### What needs to be done
Copy out each line of the listing below that contains the word "under".
BEGIN Exercise data
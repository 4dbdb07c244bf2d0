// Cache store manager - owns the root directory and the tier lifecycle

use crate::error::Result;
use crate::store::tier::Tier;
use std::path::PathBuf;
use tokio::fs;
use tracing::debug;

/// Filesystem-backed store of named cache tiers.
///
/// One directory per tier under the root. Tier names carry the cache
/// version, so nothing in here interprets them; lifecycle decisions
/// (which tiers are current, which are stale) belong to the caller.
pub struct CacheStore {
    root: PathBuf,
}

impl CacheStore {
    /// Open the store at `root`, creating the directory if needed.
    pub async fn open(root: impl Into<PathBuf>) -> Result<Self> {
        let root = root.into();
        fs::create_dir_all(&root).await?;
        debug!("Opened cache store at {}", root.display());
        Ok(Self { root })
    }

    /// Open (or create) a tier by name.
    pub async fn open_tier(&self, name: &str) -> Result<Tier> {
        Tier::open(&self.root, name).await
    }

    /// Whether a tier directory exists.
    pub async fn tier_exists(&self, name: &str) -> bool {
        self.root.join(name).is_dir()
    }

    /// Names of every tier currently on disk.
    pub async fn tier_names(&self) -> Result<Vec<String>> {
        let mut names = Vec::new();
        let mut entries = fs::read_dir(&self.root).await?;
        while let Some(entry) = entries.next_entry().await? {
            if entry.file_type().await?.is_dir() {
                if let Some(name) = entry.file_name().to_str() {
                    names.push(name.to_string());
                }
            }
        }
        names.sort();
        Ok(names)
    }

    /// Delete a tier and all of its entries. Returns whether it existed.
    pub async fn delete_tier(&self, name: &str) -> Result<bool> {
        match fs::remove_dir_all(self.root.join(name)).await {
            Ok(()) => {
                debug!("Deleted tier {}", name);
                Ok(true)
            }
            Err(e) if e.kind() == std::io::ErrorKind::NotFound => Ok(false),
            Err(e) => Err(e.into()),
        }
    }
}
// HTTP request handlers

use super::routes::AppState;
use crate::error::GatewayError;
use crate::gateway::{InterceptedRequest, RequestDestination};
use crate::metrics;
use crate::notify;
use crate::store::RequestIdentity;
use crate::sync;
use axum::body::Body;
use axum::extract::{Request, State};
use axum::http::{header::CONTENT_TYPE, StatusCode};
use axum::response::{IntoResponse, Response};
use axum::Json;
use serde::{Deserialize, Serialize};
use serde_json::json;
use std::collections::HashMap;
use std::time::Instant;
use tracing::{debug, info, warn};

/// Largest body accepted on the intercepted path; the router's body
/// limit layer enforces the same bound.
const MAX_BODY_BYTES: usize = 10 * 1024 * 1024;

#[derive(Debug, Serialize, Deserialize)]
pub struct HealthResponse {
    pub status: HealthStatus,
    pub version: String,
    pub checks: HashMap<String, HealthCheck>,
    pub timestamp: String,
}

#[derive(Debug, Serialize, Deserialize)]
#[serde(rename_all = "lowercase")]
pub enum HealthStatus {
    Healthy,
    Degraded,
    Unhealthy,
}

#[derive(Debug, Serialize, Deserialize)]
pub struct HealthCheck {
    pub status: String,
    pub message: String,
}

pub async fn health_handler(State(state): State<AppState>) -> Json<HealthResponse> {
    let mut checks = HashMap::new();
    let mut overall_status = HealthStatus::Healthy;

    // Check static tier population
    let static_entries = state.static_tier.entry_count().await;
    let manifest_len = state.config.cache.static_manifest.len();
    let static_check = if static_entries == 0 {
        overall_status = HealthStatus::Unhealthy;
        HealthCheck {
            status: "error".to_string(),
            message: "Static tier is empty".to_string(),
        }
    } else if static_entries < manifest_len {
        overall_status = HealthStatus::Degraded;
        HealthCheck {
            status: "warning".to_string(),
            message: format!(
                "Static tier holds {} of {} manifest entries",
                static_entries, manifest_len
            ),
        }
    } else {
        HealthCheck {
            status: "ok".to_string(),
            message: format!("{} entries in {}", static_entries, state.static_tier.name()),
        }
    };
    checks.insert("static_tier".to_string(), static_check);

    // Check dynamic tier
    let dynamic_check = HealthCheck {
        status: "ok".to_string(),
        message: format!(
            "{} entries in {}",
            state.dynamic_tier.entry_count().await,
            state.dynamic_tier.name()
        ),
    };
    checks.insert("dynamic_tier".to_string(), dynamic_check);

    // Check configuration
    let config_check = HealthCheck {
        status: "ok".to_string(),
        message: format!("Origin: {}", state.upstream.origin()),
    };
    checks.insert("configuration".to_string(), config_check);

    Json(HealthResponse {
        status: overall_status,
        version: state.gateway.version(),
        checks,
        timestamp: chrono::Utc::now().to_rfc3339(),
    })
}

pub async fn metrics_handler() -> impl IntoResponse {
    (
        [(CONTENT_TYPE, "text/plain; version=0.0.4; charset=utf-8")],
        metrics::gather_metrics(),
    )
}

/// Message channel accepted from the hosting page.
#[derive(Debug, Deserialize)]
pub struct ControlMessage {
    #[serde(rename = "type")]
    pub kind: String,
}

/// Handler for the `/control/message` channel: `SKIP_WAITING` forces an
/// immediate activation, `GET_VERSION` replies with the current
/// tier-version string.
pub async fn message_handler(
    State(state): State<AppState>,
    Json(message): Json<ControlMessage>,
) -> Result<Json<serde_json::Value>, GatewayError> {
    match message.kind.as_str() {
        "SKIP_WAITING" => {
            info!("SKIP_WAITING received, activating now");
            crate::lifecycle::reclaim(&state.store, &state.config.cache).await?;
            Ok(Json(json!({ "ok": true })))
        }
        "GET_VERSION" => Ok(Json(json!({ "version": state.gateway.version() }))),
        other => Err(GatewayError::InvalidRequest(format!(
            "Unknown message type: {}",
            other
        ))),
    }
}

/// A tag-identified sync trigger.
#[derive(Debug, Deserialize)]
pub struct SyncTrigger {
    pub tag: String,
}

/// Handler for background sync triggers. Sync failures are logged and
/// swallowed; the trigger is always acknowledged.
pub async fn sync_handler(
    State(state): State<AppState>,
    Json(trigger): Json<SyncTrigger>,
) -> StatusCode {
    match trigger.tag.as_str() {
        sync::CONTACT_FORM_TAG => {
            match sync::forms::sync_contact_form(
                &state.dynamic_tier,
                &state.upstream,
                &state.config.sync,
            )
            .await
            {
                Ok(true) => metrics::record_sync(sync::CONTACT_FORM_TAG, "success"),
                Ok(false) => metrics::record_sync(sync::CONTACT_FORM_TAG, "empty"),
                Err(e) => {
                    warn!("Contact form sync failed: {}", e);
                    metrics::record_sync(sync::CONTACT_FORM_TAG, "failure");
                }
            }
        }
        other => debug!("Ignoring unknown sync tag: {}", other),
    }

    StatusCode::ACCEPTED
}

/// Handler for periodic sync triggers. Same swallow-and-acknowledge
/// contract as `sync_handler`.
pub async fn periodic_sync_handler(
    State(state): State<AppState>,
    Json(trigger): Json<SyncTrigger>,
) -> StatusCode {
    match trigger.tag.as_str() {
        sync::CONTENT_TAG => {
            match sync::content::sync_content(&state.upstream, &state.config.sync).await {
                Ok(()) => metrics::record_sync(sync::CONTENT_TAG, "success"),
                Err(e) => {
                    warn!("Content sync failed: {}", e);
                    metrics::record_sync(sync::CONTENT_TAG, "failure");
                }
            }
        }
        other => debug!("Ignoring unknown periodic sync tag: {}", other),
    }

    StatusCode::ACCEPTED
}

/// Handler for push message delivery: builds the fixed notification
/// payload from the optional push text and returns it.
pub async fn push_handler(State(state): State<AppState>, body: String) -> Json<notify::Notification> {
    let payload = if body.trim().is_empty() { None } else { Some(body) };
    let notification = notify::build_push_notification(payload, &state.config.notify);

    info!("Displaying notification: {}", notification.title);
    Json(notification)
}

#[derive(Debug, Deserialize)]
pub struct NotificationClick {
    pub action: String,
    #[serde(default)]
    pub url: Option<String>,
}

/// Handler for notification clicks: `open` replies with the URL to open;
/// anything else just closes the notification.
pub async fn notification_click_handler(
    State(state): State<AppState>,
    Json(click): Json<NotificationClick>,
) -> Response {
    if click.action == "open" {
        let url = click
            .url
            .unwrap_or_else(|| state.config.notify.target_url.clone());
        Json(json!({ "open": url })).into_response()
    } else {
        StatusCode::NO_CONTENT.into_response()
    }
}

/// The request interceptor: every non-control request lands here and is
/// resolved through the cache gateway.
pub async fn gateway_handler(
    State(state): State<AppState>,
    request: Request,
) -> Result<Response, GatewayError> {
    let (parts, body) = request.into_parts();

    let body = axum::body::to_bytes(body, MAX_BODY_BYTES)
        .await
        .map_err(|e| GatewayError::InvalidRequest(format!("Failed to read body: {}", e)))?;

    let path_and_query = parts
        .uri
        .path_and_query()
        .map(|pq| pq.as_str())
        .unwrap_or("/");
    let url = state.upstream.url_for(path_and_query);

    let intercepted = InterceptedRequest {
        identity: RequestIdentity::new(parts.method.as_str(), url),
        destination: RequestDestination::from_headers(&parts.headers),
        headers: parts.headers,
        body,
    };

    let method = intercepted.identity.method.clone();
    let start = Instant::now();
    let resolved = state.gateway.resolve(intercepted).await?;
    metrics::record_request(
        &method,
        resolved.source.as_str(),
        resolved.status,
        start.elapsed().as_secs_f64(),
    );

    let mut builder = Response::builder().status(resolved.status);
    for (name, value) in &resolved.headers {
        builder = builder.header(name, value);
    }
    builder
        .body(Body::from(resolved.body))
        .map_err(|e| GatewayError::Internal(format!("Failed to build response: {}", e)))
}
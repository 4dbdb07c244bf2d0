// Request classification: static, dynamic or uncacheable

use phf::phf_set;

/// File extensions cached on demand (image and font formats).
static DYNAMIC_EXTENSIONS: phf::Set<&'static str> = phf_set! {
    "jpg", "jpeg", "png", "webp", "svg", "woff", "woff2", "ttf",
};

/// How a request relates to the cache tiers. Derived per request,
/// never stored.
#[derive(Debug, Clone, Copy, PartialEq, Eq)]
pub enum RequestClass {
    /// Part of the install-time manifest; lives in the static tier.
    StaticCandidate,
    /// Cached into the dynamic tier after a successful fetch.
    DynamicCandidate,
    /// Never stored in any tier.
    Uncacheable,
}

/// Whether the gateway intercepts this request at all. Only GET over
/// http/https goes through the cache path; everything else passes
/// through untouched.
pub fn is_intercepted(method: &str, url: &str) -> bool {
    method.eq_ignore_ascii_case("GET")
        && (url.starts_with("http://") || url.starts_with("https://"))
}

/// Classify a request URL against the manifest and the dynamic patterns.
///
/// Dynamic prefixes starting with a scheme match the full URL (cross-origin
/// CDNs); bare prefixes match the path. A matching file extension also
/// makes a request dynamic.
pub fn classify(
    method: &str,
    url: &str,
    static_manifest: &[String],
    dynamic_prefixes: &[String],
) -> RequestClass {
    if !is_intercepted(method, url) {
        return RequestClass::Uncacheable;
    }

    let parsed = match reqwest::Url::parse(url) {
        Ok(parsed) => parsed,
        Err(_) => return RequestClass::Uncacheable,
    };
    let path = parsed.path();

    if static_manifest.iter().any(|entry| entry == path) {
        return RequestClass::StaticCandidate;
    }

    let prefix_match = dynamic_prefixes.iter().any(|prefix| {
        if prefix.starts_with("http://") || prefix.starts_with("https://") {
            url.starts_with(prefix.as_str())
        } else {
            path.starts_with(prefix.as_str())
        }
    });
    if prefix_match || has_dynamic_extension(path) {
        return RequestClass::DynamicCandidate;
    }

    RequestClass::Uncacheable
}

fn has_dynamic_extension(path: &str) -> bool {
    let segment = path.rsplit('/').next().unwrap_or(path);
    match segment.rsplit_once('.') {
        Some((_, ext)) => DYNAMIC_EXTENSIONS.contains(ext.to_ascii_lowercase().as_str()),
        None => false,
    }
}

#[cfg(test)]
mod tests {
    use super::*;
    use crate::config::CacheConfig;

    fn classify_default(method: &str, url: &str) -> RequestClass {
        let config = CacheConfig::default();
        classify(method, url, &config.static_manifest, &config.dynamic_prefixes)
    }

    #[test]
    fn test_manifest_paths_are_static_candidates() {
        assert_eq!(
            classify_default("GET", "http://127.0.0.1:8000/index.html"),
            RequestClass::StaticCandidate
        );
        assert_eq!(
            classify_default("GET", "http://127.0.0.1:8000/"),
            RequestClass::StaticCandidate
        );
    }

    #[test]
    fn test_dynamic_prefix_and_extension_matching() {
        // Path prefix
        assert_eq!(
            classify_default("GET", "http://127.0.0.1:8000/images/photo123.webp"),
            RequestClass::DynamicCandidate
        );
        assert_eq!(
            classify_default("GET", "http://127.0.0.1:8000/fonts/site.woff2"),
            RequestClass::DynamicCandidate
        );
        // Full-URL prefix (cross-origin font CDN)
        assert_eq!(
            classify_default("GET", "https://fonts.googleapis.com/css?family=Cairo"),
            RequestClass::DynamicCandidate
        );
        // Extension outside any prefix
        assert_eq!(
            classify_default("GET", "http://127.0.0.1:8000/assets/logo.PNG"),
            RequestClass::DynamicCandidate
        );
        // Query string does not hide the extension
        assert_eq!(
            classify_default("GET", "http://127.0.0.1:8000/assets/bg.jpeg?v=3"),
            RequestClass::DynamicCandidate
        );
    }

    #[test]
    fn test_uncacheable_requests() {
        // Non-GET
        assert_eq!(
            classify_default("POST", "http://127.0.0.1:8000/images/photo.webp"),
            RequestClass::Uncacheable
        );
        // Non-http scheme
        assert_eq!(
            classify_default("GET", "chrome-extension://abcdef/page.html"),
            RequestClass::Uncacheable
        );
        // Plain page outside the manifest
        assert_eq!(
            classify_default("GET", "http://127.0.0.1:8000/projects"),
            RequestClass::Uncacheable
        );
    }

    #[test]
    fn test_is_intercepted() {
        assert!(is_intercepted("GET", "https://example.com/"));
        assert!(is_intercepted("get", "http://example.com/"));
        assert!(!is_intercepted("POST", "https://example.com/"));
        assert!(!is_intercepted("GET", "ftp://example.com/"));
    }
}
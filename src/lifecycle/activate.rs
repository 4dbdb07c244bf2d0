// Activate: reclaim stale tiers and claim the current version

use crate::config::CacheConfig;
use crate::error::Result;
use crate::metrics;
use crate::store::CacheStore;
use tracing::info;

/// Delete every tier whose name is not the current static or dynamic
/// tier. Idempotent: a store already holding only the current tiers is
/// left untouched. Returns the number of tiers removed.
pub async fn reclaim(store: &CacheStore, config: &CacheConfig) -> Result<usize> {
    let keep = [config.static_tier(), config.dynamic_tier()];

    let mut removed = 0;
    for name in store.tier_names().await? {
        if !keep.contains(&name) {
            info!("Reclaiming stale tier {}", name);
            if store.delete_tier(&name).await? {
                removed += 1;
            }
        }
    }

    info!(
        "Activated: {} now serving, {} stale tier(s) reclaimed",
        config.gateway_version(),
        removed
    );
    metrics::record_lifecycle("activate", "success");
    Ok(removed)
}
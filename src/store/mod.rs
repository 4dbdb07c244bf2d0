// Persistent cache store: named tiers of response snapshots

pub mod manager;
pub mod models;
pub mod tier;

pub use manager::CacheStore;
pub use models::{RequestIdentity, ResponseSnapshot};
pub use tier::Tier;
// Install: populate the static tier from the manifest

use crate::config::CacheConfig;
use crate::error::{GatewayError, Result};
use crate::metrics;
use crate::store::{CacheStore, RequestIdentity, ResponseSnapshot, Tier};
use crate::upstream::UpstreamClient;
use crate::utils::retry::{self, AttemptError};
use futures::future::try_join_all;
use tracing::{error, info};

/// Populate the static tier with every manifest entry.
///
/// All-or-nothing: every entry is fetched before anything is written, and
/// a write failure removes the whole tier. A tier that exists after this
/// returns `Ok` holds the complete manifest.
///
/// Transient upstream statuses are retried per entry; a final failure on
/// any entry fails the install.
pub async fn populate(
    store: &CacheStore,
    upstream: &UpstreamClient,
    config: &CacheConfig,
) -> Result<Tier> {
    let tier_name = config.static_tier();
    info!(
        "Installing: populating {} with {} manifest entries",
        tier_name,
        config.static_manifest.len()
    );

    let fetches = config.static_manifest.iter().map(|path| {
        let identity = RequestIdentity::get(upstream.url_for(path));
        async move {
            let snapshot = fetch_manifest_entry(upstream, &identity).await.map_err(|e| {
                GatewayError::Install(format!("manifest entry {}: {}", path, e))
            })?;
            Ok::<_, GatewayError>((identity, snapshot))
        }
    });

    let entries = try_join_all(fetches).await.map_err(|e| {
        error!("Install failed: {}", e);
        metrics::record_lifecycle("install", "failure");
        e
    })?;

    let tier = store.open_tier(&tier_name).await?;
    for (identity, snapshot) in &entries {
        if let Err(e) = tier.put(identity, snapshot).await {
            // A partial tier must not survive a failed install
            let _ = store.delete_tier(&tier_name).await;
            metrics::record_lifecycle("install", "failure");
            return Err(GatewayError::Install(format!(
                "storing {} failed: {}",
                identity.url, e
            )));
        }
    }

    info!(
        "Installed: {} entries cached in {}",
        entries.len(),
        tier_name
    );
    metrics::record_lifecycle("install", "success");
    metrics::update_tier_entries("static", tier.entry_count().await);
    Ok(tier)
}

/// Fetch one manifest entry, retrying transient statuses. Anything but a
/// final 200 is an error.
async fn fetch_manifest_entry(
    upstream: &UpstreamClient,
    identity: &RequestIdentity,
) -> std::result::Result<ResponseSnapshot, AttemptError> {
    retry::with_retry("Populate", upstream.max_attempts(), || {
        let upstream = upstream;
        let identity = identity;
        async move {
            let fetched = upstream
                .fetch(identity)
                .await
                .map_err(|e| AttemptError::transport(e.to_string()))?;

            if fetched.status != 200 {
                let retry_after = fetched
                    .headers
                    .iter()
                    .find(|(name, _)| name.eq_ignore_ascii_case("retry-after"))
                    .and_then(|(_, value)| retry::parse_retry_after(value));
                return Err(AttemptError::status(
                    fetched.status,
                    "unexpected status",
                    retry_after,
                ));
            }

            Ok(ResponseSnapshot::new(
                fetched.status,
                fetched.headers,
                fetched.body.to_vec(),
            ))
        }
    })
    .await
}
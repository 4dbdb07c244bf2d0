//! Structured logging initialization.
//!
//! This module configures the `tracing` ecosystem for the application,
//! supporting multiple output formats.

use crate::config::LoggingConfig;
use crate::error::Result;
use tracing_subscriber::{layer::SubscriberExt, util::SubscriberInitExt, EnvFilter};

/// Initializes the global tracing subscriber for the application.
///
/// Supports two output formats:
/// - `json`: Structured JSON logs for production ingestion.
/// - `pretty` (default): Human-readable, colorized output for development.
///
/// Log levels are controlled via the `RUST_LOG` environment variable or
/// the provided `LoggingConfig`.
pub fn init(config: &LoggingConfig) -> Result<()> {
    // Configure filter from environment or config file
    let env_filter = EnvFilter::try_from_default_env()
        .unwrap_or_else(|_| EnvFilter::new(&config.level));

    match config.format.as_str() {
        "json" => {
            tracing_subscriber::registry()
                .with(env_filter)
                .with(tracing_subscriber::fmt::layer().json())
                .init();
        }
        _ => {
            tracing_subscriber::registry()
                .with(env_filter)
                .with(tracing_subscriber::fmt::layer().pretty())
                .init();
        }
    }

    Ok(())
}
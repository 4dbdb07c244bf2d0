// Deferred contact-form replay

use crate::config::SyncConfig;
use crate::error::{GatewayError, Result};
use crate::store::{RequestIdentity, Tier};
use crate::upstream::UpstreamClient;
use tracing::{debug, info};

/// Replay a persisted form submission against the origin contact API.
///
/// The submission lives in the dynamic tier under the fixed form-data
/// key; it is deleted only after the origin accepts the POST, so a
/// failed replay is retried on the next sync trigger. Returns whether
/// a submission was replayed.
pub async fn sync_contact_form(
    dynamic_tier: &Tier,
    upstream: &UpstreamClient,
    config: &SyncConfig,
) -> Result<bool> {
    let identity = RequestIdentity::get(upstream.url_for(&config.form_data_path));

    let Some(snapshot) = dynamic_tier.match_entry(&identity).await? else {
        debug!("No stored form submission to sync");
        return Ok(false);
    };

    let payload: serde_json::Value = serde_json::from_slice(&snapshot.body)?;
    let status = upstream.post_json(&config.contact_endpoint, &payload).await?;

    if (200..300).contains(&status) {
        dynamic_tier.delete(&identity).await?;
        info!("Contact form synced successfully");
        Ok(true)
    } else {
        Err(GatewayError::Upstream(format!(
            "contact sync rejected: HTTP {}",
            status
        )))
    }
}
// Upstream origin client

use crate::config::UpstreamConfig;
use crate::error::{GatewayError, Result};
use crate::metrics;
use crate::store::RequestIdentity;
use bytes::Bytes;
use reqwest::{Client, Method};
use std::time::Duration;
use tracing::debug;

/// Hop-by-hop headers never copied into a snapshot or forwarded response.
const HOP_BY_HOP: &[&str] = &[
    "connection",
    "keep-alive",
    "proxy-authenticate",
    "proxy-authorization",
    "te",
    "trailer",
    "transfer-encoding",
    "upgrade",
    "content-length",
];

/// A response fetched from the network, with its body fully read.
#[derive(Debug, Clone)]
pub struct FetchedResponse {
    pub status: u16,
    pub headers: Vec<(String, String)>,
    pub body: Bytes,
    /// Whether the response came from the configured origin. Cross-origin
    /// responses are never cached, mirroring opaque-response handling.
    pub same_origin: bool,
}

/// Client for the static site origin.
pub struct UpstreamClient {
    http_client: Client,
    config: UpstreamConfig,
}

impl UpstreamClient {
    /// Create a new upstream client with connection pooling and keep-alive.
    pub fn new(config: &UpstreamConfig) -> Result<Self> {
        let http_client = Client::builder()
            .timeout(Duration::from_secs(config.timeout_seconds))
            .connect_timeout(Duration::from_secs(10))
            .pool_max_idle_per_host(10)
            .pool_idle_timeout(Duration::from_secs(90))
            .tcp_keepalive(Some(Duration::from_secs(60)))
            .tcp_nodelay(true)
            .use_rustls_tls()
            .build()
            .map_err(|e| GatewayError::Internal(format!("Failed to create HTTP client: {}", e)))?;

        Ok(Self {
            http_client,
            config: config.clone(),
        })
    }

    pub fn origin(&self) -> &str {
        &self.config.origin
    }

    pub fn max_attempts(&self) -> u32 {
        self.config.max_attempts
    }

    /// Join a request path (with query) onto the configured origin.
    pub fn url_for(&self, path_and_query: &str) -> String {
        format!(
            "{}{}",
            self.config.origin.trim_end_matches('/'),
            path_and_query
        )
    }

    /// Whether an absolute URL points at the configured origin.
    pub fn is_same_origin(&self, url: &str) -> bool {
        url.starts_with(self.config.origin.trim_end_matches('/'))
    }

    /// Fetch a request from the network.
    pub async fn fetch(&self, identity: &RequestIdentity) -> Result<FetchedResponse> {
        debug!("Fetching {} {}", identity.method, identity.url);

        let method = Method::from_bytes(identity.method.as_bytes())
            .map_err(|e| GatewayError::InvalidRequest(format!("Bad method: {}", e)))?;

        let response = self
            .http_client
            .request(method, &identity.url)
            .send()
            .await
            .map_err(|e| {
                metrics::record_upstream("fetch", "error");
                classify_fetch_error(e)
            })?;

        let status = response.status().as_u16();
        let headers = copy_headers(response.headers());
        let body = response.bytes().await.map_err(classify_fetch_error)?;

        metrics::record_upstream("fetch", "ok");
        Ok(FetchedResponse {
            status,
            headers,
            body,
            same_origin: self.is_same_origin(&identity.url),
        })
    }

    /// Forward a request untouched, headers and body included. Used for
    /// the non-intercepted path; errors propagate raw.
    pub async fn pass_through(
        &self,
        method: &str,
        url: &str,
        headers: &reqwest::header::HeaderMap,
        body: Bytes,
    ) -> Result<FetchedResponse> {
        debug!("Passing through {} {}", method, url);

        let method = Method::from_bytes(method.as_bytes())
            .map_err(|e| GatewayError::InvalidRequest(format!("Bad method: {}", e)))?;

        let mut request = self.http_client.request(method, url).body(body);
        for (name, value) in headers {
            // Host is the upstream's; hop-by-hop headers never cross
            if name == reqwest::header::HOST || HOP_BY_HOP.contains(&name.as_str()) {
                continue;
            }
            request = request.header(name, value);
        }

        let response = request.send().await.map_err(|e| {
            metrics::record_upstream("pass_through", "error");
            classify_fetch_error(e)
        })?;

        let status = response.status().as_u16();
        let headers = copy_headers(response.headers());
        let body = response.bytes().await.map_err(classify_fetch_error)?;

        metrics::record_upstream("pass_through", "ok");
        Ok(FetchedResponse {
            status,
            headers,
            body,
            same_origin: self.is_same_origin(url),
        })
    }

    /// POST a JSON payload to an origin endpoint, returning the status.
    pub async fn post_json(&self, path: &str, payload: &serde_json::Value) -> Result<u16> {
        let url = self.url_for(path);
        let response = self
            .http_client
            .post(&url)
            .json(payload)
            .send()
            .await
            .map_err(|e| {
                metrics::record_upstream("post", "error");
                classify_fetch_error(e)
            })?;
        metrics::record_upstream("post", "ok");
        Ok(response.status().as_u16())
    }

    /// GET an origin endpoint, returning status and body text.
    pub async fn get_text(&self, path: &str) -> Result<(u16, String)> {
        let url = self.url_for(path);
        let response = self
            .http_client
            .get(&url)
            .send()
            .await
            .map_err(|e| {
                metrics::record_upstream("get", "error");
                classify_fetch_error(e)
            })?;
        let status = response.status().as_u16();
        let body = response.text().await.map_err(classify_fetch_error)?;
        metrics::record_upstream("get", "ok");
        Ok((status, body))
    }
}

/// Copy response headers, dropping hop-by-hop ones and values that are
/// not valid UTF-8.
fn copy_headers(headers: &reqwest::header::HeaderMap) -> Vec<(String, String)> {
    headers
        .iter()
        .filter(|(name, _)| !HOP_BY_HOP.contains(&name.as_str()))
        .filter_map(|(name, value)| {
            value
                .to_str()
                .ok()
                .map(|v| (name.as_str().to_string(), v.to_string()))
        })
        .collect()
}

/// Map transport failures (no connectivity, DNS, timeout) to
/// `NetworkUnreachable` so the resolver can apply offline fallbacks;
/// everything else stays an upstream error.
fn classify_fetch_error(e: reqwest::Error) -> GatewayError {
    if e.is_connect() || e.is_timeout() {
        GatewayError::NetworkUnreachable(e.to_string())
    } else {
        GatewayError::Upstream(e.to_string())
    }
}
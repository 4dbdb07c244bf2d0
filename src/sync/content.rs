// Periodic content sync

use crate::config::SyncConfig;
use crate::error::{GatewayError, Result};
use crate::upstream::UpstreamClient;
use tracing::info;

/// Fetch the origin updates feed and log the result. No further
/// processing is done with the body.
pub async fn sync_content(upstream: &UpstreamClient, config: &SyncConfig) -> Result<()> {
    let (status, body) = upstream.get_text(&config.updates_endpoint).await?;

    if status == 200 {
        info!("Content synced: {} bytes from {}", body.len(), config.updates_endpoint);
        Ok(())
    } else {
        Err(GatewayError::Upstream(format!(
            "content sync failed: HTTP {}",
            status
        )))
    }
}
END Exercise data
### Result for this exercise
/// One directory per tier under the root. Tier names carry the cache
/// The submission lives in the dynamic tier under the fixed form-data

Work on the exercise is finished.